Rufo, al ver el rostro inquieto de Marco,
se vistió con rapidez y se calzó unas botas más recias que las sandalias
habituales. Una vez listo, Marco abrió la marcha. Solo tenían que recorrer un
pequeño pasillo para llegar al peristilo y recorrer uno de sus laterales con
arcos. Al otro lado de ese lateral estaba la sala que servía de despacho de su
padre. Mientras andaban con rapidez sobre las losas del suelo, se cruzaron con
varios siervos y esclavos. Al echar un ojo al peristilo, pudo ver que el cielo
era aún nocturno. El haber sido llamado durante la noche le puso nervioso a
Rufo.
Marco golpeó la puerta del despacho de su padre y abrió sin que se escuchase la voz de este. Rufo le siguió. Para sorpresa de Rufo, su padre estaba de pie, mientras Atello le ayudaba a ponerse su antigua armadura. Algo había pasado, algo de importancia, por las caras serias de su padre y Atello.
- Rufo, debes marchar en breve, según estés listo, a Legio -habló su padre, según Marco cerró la puerta-. Debes llevarle un mensaje a tu tío Arvino.
- ¿Qué ocurre, padre? -preguntó Rufo, serio.
- He recibido un mensaje de Scapula, los cántabros se han declarado libres de Roma o algo parecido -indicó su padre-. No ha podido más que mandar una tablilla escrita con prisa. Pero está nervioso. No me ha dado más detalles. Debo prepararme para defender la villa y las gentes que aquí moran. Pero también debería avisar al legado de Asturica Augusta. Desgraciadamente, la situación es muy rara, tras la marcha de Galba. Por ello, lo mejor es mandar mensaje a mi hermano. ¿Lo entiendes?
- Sí, padre -asintió Rufo, pero una duda le vino a la mente, y como su padre siempre le decía que no había que guardarlas, se la hizo-. ¿Por qué yo? ¿Podrías mandar a Marco o a Atello?

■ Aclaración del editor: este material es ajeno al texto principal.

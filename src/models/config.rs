//! Configuration model loaded from external sources.

use serde::Deserialize;

use crate::DEFAULT_SIMILARITY_THRESHOLD;

/// Basic configuration shared by the worker and the retrieval API.
///
/// Loaded from an optional `config.yaml` next to the binary, with
/// environment variables (`__` as section separator) taking precedence.
#[derive(Clone, Debug, Deserialize)]
pub struct ServerConfig {
    #[serde(default = "default_database_url")]
    pub database_url: String,
    #[serde(default = "default_zmq_address")]
    pub zmq_address: String,
    #[serde(default = "default_api_bind")]
    pub api_bind: String,
    /// Minimum cosine similarity for a notice to count as a neighbor.
    /// A deployment tuning knob, never a request parameter.
    #[serde(default = "default_similarity_threshold")]
    pub similarity_threshold: f32,
    #[serde(default)]
    pub youth_policy_api_key: String,
    #[serde(default)]
    pub lh_api_key: String,
    pub embedding: EmbeddingConfig,
}

#[derive(Clone, Debug, Deserialize)]
pub struct EmbeddingConfig {
    pub api_url: String,
    pub api_key: String,
    #[serde(default = "default_output_dimensionality")]
    pub output_dimensionality: usize,
    /// Per-run provider failure budget before the batcher aborts.
    #[serde(default = "default_max_errors")]
    pub max_errors: usize,
}

fn default_database_url() -> String {
    "app.db".to_string()
}

fn default_zmq_address() -> String {
    "tcp://127.0.0.1:5555".to_string()
}

fn default_api_bind() -> String {
    "0.0.0.0:8080".to_string()
}

fn default_similarity_threshold() -> f32 {
    DEFAULT_SIMILARITY_THRESHOLD
}

fn default_output_dimensionality() -> usize {
    768
}

fn default_max_errors() -> usize {
    10
}

impl ServerConfig {
    pub fn load() -> Result<Self, ::config::ConfigError> {
        ::config::Config::builder()
            .add_source(::config::File::with_name("config").required(false))
            .add_source(::config::Environment::default().separator("__"))
            .build()?
            .try_deserialize()
    }
}
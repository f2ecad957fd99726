//! Axum wiring for the retrieval service.

use std::sync::Arc;

use axum::Router;
use axum::extract::{Path, Query, State};
use axum::http::StatusCode;
use axum::response::{IntoResponse, Json, Response};
use axum::routing::get;
use serde::Deserialize;

use crate::repository::{DieselRepository, ListFilter};
use crate::retrieval::{
    PageRequest, ServiceError, get_notice, get_policy, list_notices, list_policies,
    similar_notices,
};

pub struct AppState {
    pub repo: DieselRepository,
    pub similarity_threshold: f32,
}

#[derive(Deserialize)]
#[serde(rename_all = "camelCase")]
pub struct NoticesQuery {
    page: Option<u32>,
    limit: Option<u32>,
    policy_id: Option<i32>,
    category: Option<String>,
    q: Option<String>,
}

#[derive(Deserialize)]
pub struct PoliciesQuery {
    page: Option<u32>,
    limit: Option<u32>,
    category: Option<String>,
    q: Option<String>,
}

pub fn router(state: Arc<AppState>) -> Router {
    Router::new()
        .route("/", get(health))
        .route("/notices", get(notices_list))
        .route("/notices/{id}", get(notice_detail))
        .route("/policies", get(policies_list))
        .route("/policies/{id}", get(policy_detail))
        .with_state(state)
}

async fn health() -> &'static str {
    "ok"
}

async fn notices_list(
    State(state): State<Arc<AppState>>,
    Query(params): Query<NoticesQuery>,
) -> Response {
    let page = PageRequest::new(params.page, params.limit);

    let result = match params.policy_id {
        Some(policy_id) => {
            similar_notices(&state.repo, policy_id, state.similarity_threshold, page)
        }
        None => {
            let filter = ListFilter {
                category: params.category,
                search: params.q,
            };
            list_notices(&state.repo, &filter, page)
        }
    };

    match result {
        Ok(body) => Json(body).into_response(),
        Err(e) => e.into_response(),
    }
}

async fn notice_detail(State(state): State<Arc<AppState>>, Path(id): Path<String>) -> Response {
    let Ok(id) = id.parse::<i32>() else {
        return ServiceError::InvalidParameter(format!("notice id {id:?}")).into_response();
    };
    match get_notice(&state.repo, id) {
        Ok(body) => Json(serde_json::json!({ "data": body })).into_response(),
        Err(e) => e.into_response(),
    }
}

async fn policies_list(
    State(state): State<Arc<AppState>>,
    Query(params): Query<PoliciesQuery>,
) -> Response {
    let page = PageRequest::new(params.page, params.limit);
    let filter = ListFilter {
        category: params.category,
        search: params.q,
    };

    match list_policies(&state.repo, &filter, page) {
        Ok(body) => Json(body).into_response(),
        Err(e) => e.into_response(),
    }
}

async fn policy_detail(State(state): State<Arc<AppState>>, Path(id): Path<String>) -> Response {
    let Ok(id) = id.parse::<i32>() else {
        return ServiceError::InvalidParameter(format!("policy id {id:?}")).into_response();
    };
    match get_policy(&state.repo, id) {
        Ok(body) => Json(serde_json::json!({ "data": body })).into_response(),
        Err(e) => e.into_response(),
    }
}

impl IntoResponse for ServiceError {
    fn into_response(self) -> Response {
        let (status, code) = match &self {
            ServiceError::InvalidParameter(_) => (StatusCode::BAD_REQUEST, "invalid_parameter"),
            ServiceError::NotFound(_) => (StatusCode::NOT_FOUND, "not_found"),
            ServiceError::VectorNotReady(_) => (StatusCode::BAD_REQUEST, "vector_not_ready"),
            ServiceError::Storage(e) => {
                log::error!("storage failure: {e}");
                (StatusCode::INTERNAL_SERVER_ERROR, "internal_error")
            }
        };

        // Internal detail stays in the logs.
        let message = match &self {
            ServiceError::Storage(_) => "internal error".to_string(),
            other => other.to_string(),
        };

        (
            status,
            Json(serde_json::json!({
                "error": { "code": code, "message": message }
            })),
        )
            .into_response()
    }
}
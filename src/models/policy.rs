use chrono::NaiveDateTime;
use diesel::prelude::*;

use crate::domain::policy::{NewPolicy, Policy};
use crate::models::vector_from_blob;
use crate::schema::policies;

#[derive(Debug, Queryable, Identifiable)]
#[diesel(table_name = policies)]
pub struct PolicyRow {
    pub id: i32,
    pub title: String,
    pub category: String,
    pub sub_category: Option<String>,
    pub source: Option<String>,
    pub target_group: Option<String>,
    pub description: Option<String>,
    pub application_process: Option<String>,
    pub content_summary: Option<String>,
    pub embedding: Option<Vec<u8>>,
    pub created_at: NaiveDateTime,
}

impl From<PolicyRow> for Policy {
    fn from(row: PolicyRow) -> Self {
        Policy {
            id: row.id,
            title: row.title,
            category: row.category,
            sub_category: row.sub_category,
            source: row.source,
            target_group: row.target_group,
            description: row.description,
            application_process: row.application_process,
            content_summary: row.content_summary,
            embedding: row.embedding.as_deref().map(vector_from_blob),
            created_at: row.created_at,
        }
    }
}

#[derive(Debug, Insertable)]
#[diesel(table_name = policies)]
pub struct NewPolicyRow {
    pub title: String,
    pub category: String,
    pub sub_category: Option<String>,
    pub source: Option<String>,
    pub target_group: Option<String>,
    pub description: Option<String>,
    pub application_process: Option<String>,
    pub content_summary: Option<String>,
}

impl From<&NewPolicy> for NewPolicyRow {
    fn from(policy: &NewPolicy) -> Self {
        NewPolicyRow {
            title: policy.title.clone(),
            category: policy.category.clone(),
            sub_category: policy.sub_category.clone(),
            source: policy.source.clone(),
            target_group: policy.target_group.clone(),
            description: policy.description.clone(),
            application_process: policy.application_process.clone(),
            content_summary: policy.content_summary.clone(),
        }
    }
}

- Sí, pero tu tío verá el grado de peligro si te envío a ti -afirmó su padre, con ese rostro que indicaba que ya no había más preguntas o debates-. ¿Marco, quién debería acompañar a Rufo?
- Creo que lo mejor es que sea Varo -respondió Marco.

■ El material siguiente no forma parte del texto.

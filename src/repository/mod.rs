use crate::db::{DbConnection, DbPool};
use crate::domain::notice::{NewNotice, Notice, NoticePatch};
use crate::domain::policy::{NewPolicy, Policy};
use crate::repository::errors::RepositoryResult;

pub mod errors;
pub mod notice;
pub mod policy;
mod vector;

/// Result of writing one canonical record through the deduplicating writer.
#[derive(Debug, Clone, Copy, PartialEq, Eq)]
pub enum UpsertOutcome {
    Inserted,
    Updated,
    Duplicate,
}

/// Optional filters shared by the listing queries.
#[derive(Debug, Clone, Default)]
pub struct ListFilter {
    pub category: Option<String>,
    /// Free-text term matched against title and content summary.
    pub search: Option<String>,
}

pub trait NoticeReader {
    fn get_notice(&self, id: i32) -> RepositoryResult<Notice>;
    fn list_notices(
        &self,
        filter: &ListFilter,
        limit: i64,
        offset: i64,
    ) -> RepositoryResult<Vec<Notice>>;
    fn count_notices(&self, filter: &ListFilter) -> RepositoryResult<i64>;
    /// Records still waiting for a vector, in stable id order.
    fn list_unembedded_notices(&self) -> RepositoryResult<Vec<Notice>>;
    /// Records eligible for upstream reconciliation: they carry a policy
    /// number but never received an application start date.
    fn list_stale_notices(&self) -> RepositoryResult<Vec<Notice>>;
    /// Notices within `threshold` cosine similarity of the query vector,
    /// best match first.
    fn nearest_notices(
        &self,
        query: &[f32],
        threshold: f32,
        limit: i64,
        offset: i64,
    ) -> RepositoryResult<Vec<(Notice, f32)>>;
    fn count_nearest_notices(&self, query: &[f32], threshold: f32) -> RepositoryResult<i64>;
}

pub trait NoticeWriter {
    fn upsert_notice(&self, notice: &NewNotice) -> RepositoryResult<UpsertOutcome>;
    fn backfill_notice(&self, id: i32, patch: NoticePatch) -> RepositoryResult<usize>;
    fn set_notice_embedding(&self, id: i32, embedding: &[f32]) -> RepositoryResult<usize>;
}

pub trait PolicyReader {
    fn get_policy(&self, id: i32) -> RepositoryResult<Policy>;
    fn list_policies(
        &self,
        filter: &ListFilter,
        limit: i64,
        offset: i64,
    ) -> RepositoryResult<Vec<Policy>>;
    fn count_policies(&self, filter: &ListFilter) -> RepositoryResult<i64>;
    fn list_unembedded_policies(&self) -> RepositoryResult<Vec<Policy>>;
}

pub trait PolicyWriter {
    fn create_policy(&self, policy: &NewPolicy) -> RepositoryResult<i32>;
    fn set_policy_embedding(&self, id: i32, embedding: &[f32]) -> RepositoryResult<usize>;
}

#[derive(Clone)]
pub struct DieselRepository {
    pool: DbPool,
}

impl DieselRepository {
    pub fn new(pool: DbPool) -> Self {
        Self { pool }
    }

    pub(crate) fn conn(&self) -> RepositoryResult<DbConnection> {
        Ok(self.pool.get()?)
    }
}
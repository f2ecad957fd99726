//! Helpers for integration tests.

use tempfile::TempDir;

use youthscan::db::{DbPool, establish_connection_pool};
use youthscan::repository::DieselRepository;

/// Temporary database used in integration tests. The backing directory is
/// removed when the value is dropped.
pub struct TestDb {
    _dir: TempDir,
    pool: DbPool,
}

impl TestDb {
    pub fn new() -> Self {
        let dir = TempDir::new().expect("Failed to create temp dir");
        let path = dir.path().join("test.db");
        let pool = establish_connection_pool(path.to_str().expect("utf-8 path"))
            .expect("Failed to establish SQLite connection.");
        TestDb { _dir: dir, pool }
    }

    pub fn pool(&self) -> DbPool {
        self.pool.clone()
    }

    pub fn repo(&self) -> DieselRepository {
        DieselRepository::new(self.pool())
    }
}
use diesel::prelude::*;

use crate::domain::policy::{NewPolicy, Policy};
use crate::models::policy::{NewPolicyRow, PolicyRow};
use crate::models::vector_to_blob;
use crate::repository::errors::RepositoryResult;
use crate::repository::{DieselRepository, ListFilter, PolicyReader, PolicyWriter};

fn filtered(filter: &ListFilter) -> crate::schema::policies::BoxedQuery<'static, diesel::sqlite::Sqlite> {
    use crate::schema::policies;

    let mut query = policies::table.into_boxed();
    if let Some(category) = &filter.category {
        query = query.filter(policies::category.eq(category.clone()));
    }
    if let Some(term) = &filter.search {
        let pattern = format!("%{term}%");
        query = query.filter(
            policies::title
                .like(pattern.clone())
                .or(policies::content_summary.like(pattern)),
        );
    }
    query
}

impl PolicyReader for DieselRepository {
    fn get_policy(&self, id: i32) -> RepositoryResult<Policy> {
        use crate::schema::policies;

        let mut conn = self.conn()?;
        let row = policies::table
            .filter(policies::id.eq(id))
            .first::<PolicyRow>(&mut conn)?;
        Ok(row.into())
    }

    fn list_policies(
        &self,
        filter: &ListFilter,
        limit: i64,
        offset: i64,
    ) -> RepositoryResult<Vec<Policy>> {
        use crate::schema::policies;

        let mut conn = self.conn()?;
        let rows = filtered(filter)
            .order(policies::created_at.desc())
            .then_order_by(policies::id.desc())
            .limit(limit)
            .offset(offset)
            .load::<PolicyRow>(&mut conn)?;
        Ok(rows.into_iter().map(Policy::from).collect())
    }

    fn count_policies(&self, filter: &ListFilter) -> RepositoryResult<i64> {
        let mut conn = self.conn()?;
        Ok(filtered(filter).count().get_result(&mut conn)?)
    }

    fn list_unembedded_policies(&self) -> RepositoryResult<Vec<Policy>> {
        use crate::schema::policies;

        let mut conn = self.conn()?;
        let rows = policies::table
            .filter(policies::embedding.is_null())
            .order(policies::id.asc())
            .load::<PolicyRow>(&mut conn)?;
        Ok(rows.into_iter().map(Policy::from).collect())
    }
}

impl PolicyWriter for DieselRepository {
    fn create_policy(&self, policy: &NewPolicy) -> RepositoryResult<i32> {
        use crate::schema::policies;

        let mut conn = self.conn()?;
        let id = diesel::insert_into(policies::table)
            .values(NewPolicyRow::from(policy))
            .returning(policies::id)
            .get_result::<i32>(&mut conn)?;
        Ok(id)
    }

    fn set_policy_embedding(&self, id: i32, embedding: &[f32]) -> RepositoryResult<usize> {
        use crate::schema::policies;

        let mut conn = self.conn()?;
        let blob = vector_to_blob(embedding);

        let affected = diesel::update(policies::table.filter(policies::id.eq(id)))
            .set(policies::embedding.eq(blob))
            .execute(&mut conn)?;
        Ok(affected)
    }
}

- ¿Estás de acuerdo, Atello? -quiso saber su padre. El nombrado se limitó a mover la cabeza en señal de asentimiento-. Bien, Marco, acompaña a los jóvenes a la armería y que se preparen para el viaje. Que les preparen suministros y nuestros mejores caballos. Terminó el mensaje para mi hermano y entonces, Rufo, debéis partir.

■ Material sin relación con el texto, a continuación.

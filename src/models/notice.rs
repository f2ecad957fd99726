use chrono::{NaiveDate, NaiveDateTime};
use diesel::prelude::*;

use crate::domain::notice::{NewNotice, Notice, NoticePatch};
use crate::models::vector_from_blob;
use crate::schema::notices;

#[derive(Debug, Queryable, Identifiable)]
#[diesel(table_name = notices)]
pub struct NoticeRow {
    pub id: i32,
    pub policy_number: Option<String>,
    pub original_url: Option<String>,
    pub title: String,
    pub category: Option<String>,
    pub source: Option<String>,
    pub start_date: Option<NaiveDate>,
    pub end_date: Option<NaiveDate>,
    pub content_summary: Option<String>,
    pub description: Option<String>,
    pub support_content: Option<String>,
    pub application_method: Option<String>,
    pub screening_method: Option<String>,
    pub required_documents: Option<String>,
    pub additional_info: Option<String>,
    pub reference_url: Option<String>,
    pub supervising_institution: Option<String>,
    pub registering_institution: Option<String>,
    pub operating_institution: Option<String>,
    pub regional_institution: Option<String>,
    pub embedding: Option<Vec<u8>>,
    pub created_at: NaiveDateTime,
    pub updated_at: NaiveDateTime,
}

impl From<NoticeRow> for Notice {
    fn from(row: NoticeRow) -> Self {
        Notice {
            id: row.id,
            policy_number: row.policy_number,
            original_url: row.original_url,
            title: row.title,
            category: row.category,
            source: row.source,
            start_date: row.start_date,
            end_date: row.end_date,
            content_summary: row.content_summary,
            description: row.description,
            support_content: row.support_content,
            application_method: row.application_method,
            screening_method: row.screening_method,
            required_documents: row.required_documents,
            additional_info: row.additional_info,
            reference_url: row.reference_url,
            supervising_institution: row.supervising_institution,
            registering_institution: row.registering_institution,
            operating_institution: row.operating_institution,
            regional_institution: row.regional_institution,
            embedding: row.embedding.as_deref().map(vector_from_blob),
            created_at: row.created_at,
            updated_at: row.updated_at,
        }
    }
}

#[derive(Debug, Insertable)]
#[diesel(table_name = notices)]
pub struct NewNoticeRow {
    pub policy_number: Option<String>,
    pub original_url: Option<String>,
    pub title: String,
    pub category: Option<String>,
    pub source: Option<String>,
    pub start_date: Option<NaiveDate>,
    pub end_date: Option<NaiveDate>,
    pub content_summary: Option<String>,
    pub description: Option<String>,
    pub support_content: Option<String>,
    pub application_method: Option<String>,
    pub screening_method: Option<String>,
    pub required_documents: Option<String>,
    pub additional_info: Option<String>,
    pub reference_url: Option<String>,
    pub supervising_institution: Option<String>,
    pub registering_institution: Option<String>,
    pub operating_institution: Option<String>,
    pub regional_institution: Option<String>,
}

impl From<&NewNotice> for NewNoticeRow {
    fn from(notice: &NewNotice) -> Self {
        NewNoticeRow {
            policy_number: notice.policy_number.clone(),
            original_url: notice.original_url.clone(),
            title: notice.title.clone(),
            category: notice.category.clone(),
            source: notice.source.clone(),
            start_date: notice.start_date,
            end_date: notice.end_date,
            content_summary: notice.content_summary.clone(),
            description: notice.description.clone(),
            support_content: notice.support_content.clone(),
            application_method: notice.application_method.clone(),
            screening_method: notice.screening_method.clone(),
            required_documents: notice.required_documents.clone(),
            additional_info: notice.additional_info.clone(),
            reference_url: notice.reference_url.clone(),
            supervising_institution: notice.supervising_institution.clone(),
            registering_institution: notice.registering_institution.clone(),
            operating_institution: notice.operating_institution.clone(),
            regional_institution: notice.regional_institution.clone(),
        }
    }
}

/// `None` fields are skipped by diesel, which is exactly the null-only
/// backfill contract of [`NoticePatch`].
#[derive(Debug, Default, AsChangeset)]
#[diesel(table_name = notices)]
pub struct NoticeChangeset {
    pub policy_number: Option<String>,
    pub original_url: Option<String>,
    pub category: Option<String>,
    pub source: Option<String>,
    pub start_date: Option<NaiveDate>,
    pub end_date: Option<NaiveDate>,
    pub content_summary: Option<String>,
    pub description: Option<String>,
    pub support_content: Option<String>,
    pub application_method: Option<String>,
    pub screening_method: Option<String>,
    pub required_documents: Option<String>,
    pub additional_info: Option<String>,
    pub reference_url: Option<String>,
    pub supervising_institution: Option<String>,
    pub registering_institution: Option<String>,
    pub operating_institution: Option<String>,
    pub regional_institution: Option<String>,
    pub updated_at: Option<NaiveDateTime>,
}

impl From<NoticePatch> for NoticeChangeset {
    fn from(patch: NoticePatch) -> Self {
        NoticeChangeset {
            policy_number: patch.policy_number,
            original_url: patch.original_url,
            category: patch.category,
            source: patch.source,
            start_date: patch.start_date,
            end_date: patch.end_date,
            content_summary: patch.content_summary,
            description: patch.description,
            support_content: patch.support_content,
            application_method: patch.application_method,
            screening_method: patch.screening_method,
            required_documents: patch.required_documents,
            additional_info: patch.additional_info,
            reference_url: patch.reference_url,
            supervising_institution: patch.supervising_institution,
            registering_institution: patch.registering_institution,
            operating_institution: patch.operating_institution,
            regional_institution: patch.regional_institution,
            updated_at: None,
        }
    }
}
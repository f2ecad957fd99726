pub mod config;
pub mod notice;
pub mod policy;

/// Embeddings are stored as little-endian `f32` BLOBs.
pub(crate) fn vector_to_blob(vector: &[f32]) -> Vec<u8> {
    bytemuck::cast_slice(vector).to_vec()
}

pub(crate) fn vector_from_blob(blob: &[u8]) -> Vec<f32> {
    bytemuck::pod_collect_to_vec(blob)
}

- Sí padre -asintió Rufo, tras lo que se marchó del despacho con Marco.
Marco con Rufo a unos pasos de distancia dejaron el despacho de su padre, en dirección a la armería, una sala que siempre había embelesado a Rufo, pero que pocas veces su padre o sus capataces le habían permitido entrar. Marco hizo llamar a Varo, un joven un año mayor que Rufo, pero compañero de fatigas y de las enseñanzas de Atello, por lo que eran ambos amigos.